§ **EXERCISE INSTRUCTIONS**
Report each line of the data that has "only" somewhere in it.

########################################

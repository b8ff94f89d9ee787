//! Cluster response schemas and typed cluster commands.
//!
//! Each cluster module declares its response shapes as static
//! [`ResponseSchema`]s (ordered field specs, optional status field) and its
//! list attributes as [`AttributeSchema`]s. The [`SchemaTable`] maps
//! (cluster, response command) and (cluster, attribute) to those schemas and
//! drives the generic decode path in [`crate::dispatch`].
//!
//! Typed requests implement [`ClusterCommand`]; typed responses implement
//! [`ClusterResponse`] on top of the decoded [`ResponseFields`].

use crate::dispatch::{DecodedValue, ResponseFields};
use crate::status::StatusConvention;
use crate::tlv::{ListAttribute, TlvError, TlvWriter};
use std::collections::HashMap;

pub mod general_commissioning;
pub mod network_commissioning;
pub mod operational_credentials;

/// Wire shape of one field.
#[derive(Debug, Clone, Copy, PartialEq, Eq)]
pub enum FieldKind {
    Unsigned,
    Signed,
    Bool,
    Utf8,
    Bytes,
    Struct(&'static [FieldSpec]),
    List(&'static FieldKind),
}

/// One context-tagged field of a response or structure.
#[derive(Debug, Clone, Copy, PartialEq, Eq)]
pub struct FieldSpec {
    pub tag: u8,
    pub name: &'static str,
    pub kind: FieldKind,
    pub optional: bool,
}

impl FieldSpec {
    pub const fn required(tag: u8, name: &'static str, kind: FieldKind) -> Self {
        Self {
            tag,
            name,
            kind,
            optional: false,
        }
    }

    pub const fn optional(tag: u8, name: &'static str, kind: FieldKind) -> Self {
        Self {
            tag,
            name,
            kind,
            optional: true,
        }
    }
}

/// Field carrying the response's status code.
#[derive(Debug, Clone, Copy, PartialEq, Eq)]
pub struct StatusField {
    pub tag: u8,
    pub convention: StatusConvention,
    /// Tag of the accompanying debug text (UTF-8 or byte span).
    pub debug_text: Option<u8>,
}

/// Decode routine for one response command.
#[derive(Debug, Clone, Copy)]
pub struct ResponseSchema {
    pub name: &'static str,
    pub fields: &'static [FieldSpec],
    pub status: Option<StatusField>,
}

/// Decode routine for one list attribute.
#[derive(Debug, Clone, Copy)]
pub struct AttributeSchema {
    pub name: &'static str,
    pub entry: FieldKind,
}

/// Read-only lookup from (cluster, command/attribute) to schema.
#[derive(Debug, Default)]
pub struct SchemaTable {
    commands: HashMap<(u32, u32), &'static ResponseSchema>,
    attributes: HashMap<(u32, u32), &'static AttributeSchema>,
}

impl SchemaTable {
    pub fn new() -> Self {
        Self::default()
    }

    /// Table with every cluster shipped in this crate.
    pub fn builtin() -> Self {
        let mut table = Self::new();
        for (cluster_id, responses, attributes) in [
            (
                general_commissioning::CLUSTER_ID,
                general_commissioning::RESPONSES,
                general_commissioning::LIST_ATTRIBUTES,
            ),
            (
                network_commissioning::CLUSTER_ID,
                network_commissioning::RESPONSES,
                network_commissioning::LIST_ATTRIBUTES,
            ),
            (
                operational_credentials::CLUSTER_ID,
                operational_credentials::RESPONSES,
                operational_credentials::LIST_ATTRIBUTES,
            ),
        ] {
            for (command_id, schema) in responses {
                table = table.with_command(cluster_id, *command_id, *schema);
            }
            for (attribute_id, schema) in attributes {
                table = table.with_attribute(cluster_id, *attribute_id, *schema);
            }
        }
        table
    }

    pub fn with_command(
        mut self,
        cluster_id: u32,
        command_id: u32,
        schema: &'static ResponseSchema,
    ) -> Self {
        self.commands.insert((cluster_id, command_id), schema);
        self
    }

    pub fn with_attribute(
        mut self,
        cluster_id: u32,
        attribute_id: u32,
        schema: &'static AttributeSchema,
    ) -> Self {
        self.attributes.insert((cluster_id, attribute_id), schema);
        self
    }

    pub fn command(&self, cluster_id: u32, command_id: u32) -> Option<&'static ResponseSchema> {
        self.commands.get(&(cluster_id, command_id)).copied()
    }

    pub fn attribute(&self, cluster_id: u32, attribute_id: u32) -> Option<&'static AttributeSchema> {
        self.attributes.get(&(cluster_id, attribute_id)).copied()
    }
}

/// A typed request command.
pub trait ClusterCommand {
    const CLUSTER_ID: u32;
    const COMMAND_ID: u32;
    type Response: ClusterResponse;

    /// Write the command fields. The enclosing anonymous structure is written by the caller.
    fn encode(&self, tw: &mut TlvWriter) -> Result<(), TlvError>;
}

/// A typed view over decoded response fields.
pub trait ClusterResponse: Sized + Send + 'static {
    fn from_fields(fields: &ResponseFields) -> Result<Self, TlvError>;
}

impl ClusterResponse for ResponseFields {
    fn from_fields(fields: &ResponseFields) -> Result<Self, TlvError> {
        Ok(fields.clone())
    }
}

/// Commands answered by a bare status carry no response data.
impl ClusterResponse for () {
    fn from_fields(_fields: &ResponseFields) -> Result<Self, TlvError> {
        Ok(())
    }
}

/// A typed list attribute.
pub trait ListAttributeSpec {
    const CLUSTER_ID: u32;
    const ATTRIBUTE_ID: u32;
    type Entry: FromDecoded + Send + 'static;
}

/// Conversion from a decoded value (list entries, nested structures).
pub trait FromDecoded: Sized {
    fn from_decoded(value: &DecodedValue) -> Result<Self, TlvError>;
}

impl FromDecoded for Vec<u8> {
    fn from_decoded(value: &DecodedValue) -> Result<Self, TlvError> {
        value.as_bytes().map(<[u8]>::to_vec)
    }
}

impl FromDecoded for String {
    fn from_decoded(value: &DecodedValue) -> Result<Self, TlvError> {
        value.as_str().map(str::to_string)
    }
}

/// Response carrying only an error code and debug text.
///
/// The dispatcher routes non-zero codes to the failure path, so a decoded
/// value always has `error_code == 0`.
#[derive(Debug, Clone, PartialEq, Eq)]
pub struct StatusTextResponse {
    pub error_code: u8,
    pub debug_text: String,
}

impl ClusterResponse for StatusTextResponse {
    fn from_fields(fields: &ResponseFields) -> Result<Self, TlvError> {
        Ok(Self {
            error_code: fields.required(0)?.as_u8()?,
            debug_text: optional_text(fields, 1),
        })
    }
}

/// Debug text at `tag`, empty when absent. Byte spans are read as lossy UTF-8.
pub(crate) fn optional_text(fields: &ResponseFields, tag: u8) -> String {
    fields
        .get(tag)
        .and_then(DecodedValue::to_text_lossy)
        .unwrap_or_default()
}

/// List field at `tag`, converted entry by entry. An absent list has a count of zero.
pub(crate) fn optional_list<T: FromDecoded>(
    fields: &ResponseFields,
    tag: u8,
) -> Result<ListAttribute<T>, TlvError> {
    match fields.get(tag) {
        Some(value) => value.as_list()?.try_map(T::from_decoded),
        None => Ok(ListAttribute::empty()),
    }
}

/// Fields shared by every status-and-debug-text response: errorCode (0), debugText (1).
pub(crate) const STATUS_TEXT_FIELDS: &[FieldSpec] = &[
    FieldSpec::required(0, "errorCode", FieldKind::Unsigned),
    FieldSpec::optional(1, "debugText", FieldKind::Utf8),
];

pub(crate) const LEGACY_STATUS: Option<StatusField> = Some(StatusField {
    tag: 0,
    convention: StatusConvention::Legacy,
    debug_text: Some(1),
});

/// Write the breadcrumb/timeout pair most commissioning commands end with.
pub(crate) fn encode_breadcrumb(
    tw: &mut TlvWriter,
    breadcrumb_tag: u8,
    breadcrumb: u64,
    timeout_ms: u32,
) -> Result<(), TlvError> {
    use crate::tlv::TlvTag;
    tw.u64(&TlvTag::Context(breadcrumb_tag), breadcrumb)?;
    tw.u32(&TlvTag::Context(breadcrumb_tag + 1), timeout_ms)
}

########################################

§ **EXERCISE RESPONSE**
/// Read-only lookup from (cluster, command/attribute) to schema.
/// Response carrying only an error code and debug text.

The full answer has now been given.